When someone says they want to be an accountant, people can't name a famous celebrity accountant and so they never assume the person is delusional or uppity. (In point of fact, if I said I wanted to be an accountant, I would be completely delusional -- I'm horrible with numbers.)
Despite the fact that the listeners likely have no idea how these arts operate, despite the fact that there are many middle class actors, artists, writers, and film industry folks and despite the fact that most often they're listening to someone who isn't interested in the celebrity of art but has -- in some very personal and intimate way -- fallen in love with a craft, with doing and making, and that most people realize that they're actually making sacrifices for this art they love and are painfully aware that a life in the arts comes at a great sacrifice and risk and the complete opposite of celebrity -- how could they not with the way we beat each other with the stick of the starving artist? -- REGARDLESS of ALL of this, the listener takes it upon themselves to beat down this person who has confessed their aspiration, to tell this person that they'll never make it. As a culture, we supposedly encourage greatness -- at least in theory. In practice, we don't. Sometimes that beating comes in through the door of "I'm being nurturing" sometimes through the door of "I'm just joking."

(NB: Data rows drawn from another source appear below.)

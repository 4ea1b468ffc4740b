//! Textbook RSA: prime generation, key derivation, a base-37 text codec,
//! the modular-exponentiation cipher, and two key-recovery attacks.

pub mod attacks;
pub mod codec;
pub mod number_theory;
pub mod primality;
pub mod rsa;

pub use codec::{CodecError, canonicalize, decode, encode};
pub use rsa::{KeyGenError, PrivateKey, PublicKey, RsaKeyGenerator, RsaKeyPair, RsaService};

Sadly, sometimes the artists set themselves up for it -- by engaging with people they know they should be wary of, by preempting with a joke themselves (I've done this many times), by allowing the person to get away with it so they feel empowered to go merrily along and do it to others -- completely and astonishingly blind to the fact that they're walking down hallways lined with paintings, passing a public sculpture, their earbuds tuned to the music they love, hopping into the car that they fell in love because of ads written by writers in scenes created by filmmakers, on their way home to binge-watch a TV show that was worked on by set-designers, costume designers, casting directors, special and visual effects, cast and crew, based on a novel, while sitting in a chair designed by someone who studied industrial design in an art school while wearing clothes designed by people who studied fashion and printmaking, inside of their homes filled with things bought in beautifully laid-out magazines created by designers,
Here is what I have to say to my fellow Americans, if you don't know what you're talking about, stop talking about it.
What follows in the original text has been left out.